ローマでの国際捕鯨委員会(IWC)中間会合は正常化への結論を持ち越した。捕鯨支持国と反捕鯨国の溝は深いが、妥協案を基に六月のポルトガル総会に向け議論をしっかりと詰めてほしい。
捕鯨問題ほど各国の国民感情を刺激するテーマはない。日本の場合、欧米諸国の鯨類保護一辺倒で妥協の余地のない不寛容さと、調査捕鯨への環境団体による危険な妨害行為にいら立ちが募っている。
会合では事前にホガースIWC議長による「妥協案」が各国に提示されていた。
内容は(1)日本の沿岸小型捕鯨を五年間、日帰り操業などを条件に認める(2)南極海での調査捕鯨は捕獲頭数を毎年20%削減して五年後にゼロとするか、捕獲頭数を大幅に削減して継続−が柱だった。
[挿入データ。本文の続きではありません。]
//! Query keys, their canonical hashes and partial matching.

use std::fmt;
use std::sync::Arc;

use serde::{Deserialize, Serialize};
use serde_json::Value as JsonValue;

/// A custom key hashing function. Keys that hash equal address the same entry.
pub type KeyHashFn = Arc<dyn Fn(&QueryKey) -> String + Send + Sync>;

/// An ordered list of JSON segments identifying a query or a mutation.
///
/// Build one with [`query_key!`](crate::query_key) or from a `Vec` of
/// `serde_json::Value`.
#[derive(Clone, Debug, Default, PartialEq, Serialize, Deserialize)]
#[serde(transparent)]
pub struct QueryKey(Vec<JsonValue>);

/// Mutations are keyed the same way queries are.
pub type MutationKey = QueryKey;

impl QueryKey {
  pub fn new(segments: Vec<JsonValue>) -> Self {
    Self(segments)
  }

  pub fn segments(&self) -> &[JsonValue] {
    &self.0
  }

  pub fn len(&self) -> usize {
    self.0.len()
  }

  pub fn is_empty(&self) -> bool {
    self.0.is_empty()
  }

  /// The canonical string form of the key: object fields sorted at every
  /// depth, arrays kept in order.
  pub fn hash(&self) -> String {
    let mut out = String::new();
    out.push('[');
    for (i, segment) in self.0.iter().enumerate() {
      if i > 0 {
        out.push(',');
      }
      write_canonical(segment, &mut out);
    }
    out.push(']');
    out
  }
}

impl fmt::Display for QueryKey {
  fn fmt(&self, f: &mut fmt::Formatter<'_>) -> fmt::Result {
    f.write_str(&self.hash())
  }
}

impl From<Vec<JsonValue>> for QueryKey {
  fn from(segments: Vec<JsonValue>) -> Self {
    Self(segments)
  }
}

impl From<&str> for QueryKey {
  fn from(segment: &str) -> Self {
    Self(vec![JsonValue::String(segment.to_owned())])
  }
}

impl<const N: usize> From<[&str; N]> for QueryKey {
  fn from(segments: [&str; N]) -> Self {
    Self(segments.iter().map(|s| JsonValue::String((*s).to_owned())).collect())
  }
}

fn write_canonical(value: &JsonValue, out: &mut String) {
  match value {
    JsonValue::Array(items) => {
      out.push('[');
      for (i, item) in items.iter().enumerate() {
        if i > 0 {
          out.push(',');
        }
        write_canonical(item, out);
      }
      out.push(']');
    }
    JsonValue::Object(map) => {
      let mut keys: Vec<&String> = map.keys().collect();
      keys.sort();
      out.push('{');
      for (i, key) in keys.into_iter().enumerate() {
        if i > 0 {
          out.push(',');
        }
        out.push_str(&JsonValue::String(key.clone()).to_string());
        out.push(':');
        write_canonical(&map[key], out);
      }
      out.push('}');
    }
    scalar => out.push_str(&scalar.to_string()),
  }
}

/// Canonical hash of `key`, honoring a custom hash function when present.
pub fn hash_key_with(key: &QueryKey, hash_fn: Option<&KeyHashFn>) -> String {
  match hash_fn {
    Some(hash_fn) => hash_fn(key),
    None => key.hash(),
  }
}

/// True when `filter` is a prefix of `key`, where each filter segment only
/// needs to be a structural subset of the corresponding key segment.
pub fn partial_match_key(key: &QueryKey, filter: &QueryKey) -> bool {
  filter.len() <= key.len()
    && filter
      .0
      .iter()
      .zip(&key.0)
      .all(|(b, a)| partial_deep_equal(a, b))
}

/// True when every field present in `b` is present and partially equal in
/// `a`. Arrays must match element-wise over `b`'s length.
pub fn partial_deep_equal(a: &JsonValue, b: &JsonValue) -> bool {
  if a == b {
    return true;
  }
  match (a, b) {
    (JsonValue::Object(a), JsonValue::Object(b)) => b
      .iter()
      .all(|(k, bv)| a.get(k).is_some_and(|av| partial_deep_equal(av, bv))),
    (JsonValue::Array(a), JsonValue::Array(b)) => {
      b.len() <= a.len() && b.iter().zip(a).all(|(bv, av)| partial_deep_equal(av, bv))
    }
    _ => false,
  }
}

/// Builds a [`QueryKey`] from JSON-like segments.
///
/// ```
/// use fibre_query::query_key;
///
/// let key = query_key!["todos", { "status": "done", "page": 1 }];
/// assert_eq!(key.hash(), r#"["todos",{"page":1,"status":"done"}]"#);
/// ```
#[macro_export]
macro_rules! query_key {
  ($($segment:tt),* $(,)?) => {
    $crate::QueryKey::new(vec![$($crate::__private::json!($segment)),*])
  };
}

#[cfg(test)]
mod tests {
  use super::*;
  use serde_json::json;

  #[test]
  fn hash_ignores_object_field_order() {
    let a = QueryKey::new(vec![json!("todos"), json!({ "a": 1, "b": { "y": 2, "x": 1 } })]);
    let b = QueryKey::new(vec![json!("todos"), json!({ "b": { "x": 1, "y": 2 }, "a": 1 })]);
    assert_eq!(a.hash(), b.hash());
  }

  #[test]
  fn hash_preserves_array_order() {
    let a = QueryKey::new(vec![json!([1, 2])]);
    let b = QueryKey::new(vec![json!([2, 1])]);
    assert_ne!(a.hash(), b.hash());
  }

  #[test]
  fn prefix_matching() {
    let key = crate::query_key!["todos", { "status": "done", "page": 1 }];
    assert!(partial_match_key(&key, &QueryKey::from("todos")));
    assert!(partial_match_key(&key, &crate::query_key!["todos", { "page": 1 }]));
    assert!(!partial_match_key(&key, &crate::query_key!["todos", { "page": 2 }]));
    assert!(!partial_match_key(&key, &crate::query_key!["posts"]));
    assert!(partial_match_key(&key, &QueryKey::default()));
  }

  #[test]
  fn longer_filter_never_matches() {
    let key = QueryKey::from("todos");
    assert!(!partial_match_key(&key, &crate::query_key!["todos", 1]));
  }

  #[test]
  fn custom_hash_fn_is_used() {
    let hash_fn: KeyHashFn = Arc::new(|key| format!("custom:{}", key.len()));
    assert_eq!(hash_key_with(&QueryKey::from("a"), Some(&hash_fn)), "custom:1");
  }
}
これにはオーストラリアや米、英などの反捕鯨国が「日本に譲歩しすぎだ」と強く反対した。
捕鯨国の日本は太地(和歌山県)、和田(千葉県)、網走(北海道)、鮎川(宮城県)の沿岸捕鯨の再開は当然で、調査捕鯨全廃も受け入れられないと主張。結局、物別れのまま閉幕した。
両陣営の対立は一九七二年、国連人間環境会議での商業捕鯨の十年間の一時停止(モラトリアム)決議にさかのぼる。捕鯨の全面禁止が強まりIWCは八二年に商業捕鯨の停止を決定。日本は八七年を限りに撤退した。
もっともIWCは商業捕鯨再開を視野に、鯨類資源の評価と適正な捕獲枠を算定するしくみを作ることになり改訂管理制度(RMS)ができた。しかし反捕鯨国の強い抵抗で同制度は見送られた。
両陣営の対立の根は長く深い。だがIWCは鯨類資源の適切な管理に責任を持つ存在だ。双方が譲歩して正常化する潮時である。
反捕鯨国は日本の沿岸捕鯨を認めるべきだ。これはアラスカやグリーンランドなど小規模の先住民生存捕鯨と同じ生業だからだ。
また調査捕鯨は未解明な鯨類の生態などを調べる重要な手段である。最近、豪タスマニア島沖の島でクジラやイルカが浜辺に打ち上げられたとの報道が相次いでいる。反捕鯨国自らが調査することを勧めたい。
日本はこの際、南極海での調査捕鯨の規模を縮小すべきだろう。
会合では悪質な妨害行為を続けるシー・シェパードへの非難声明を今回も採択した。当然の決定だが船籍国や入港地などの当該国は責任をもって取り締まるべきだ。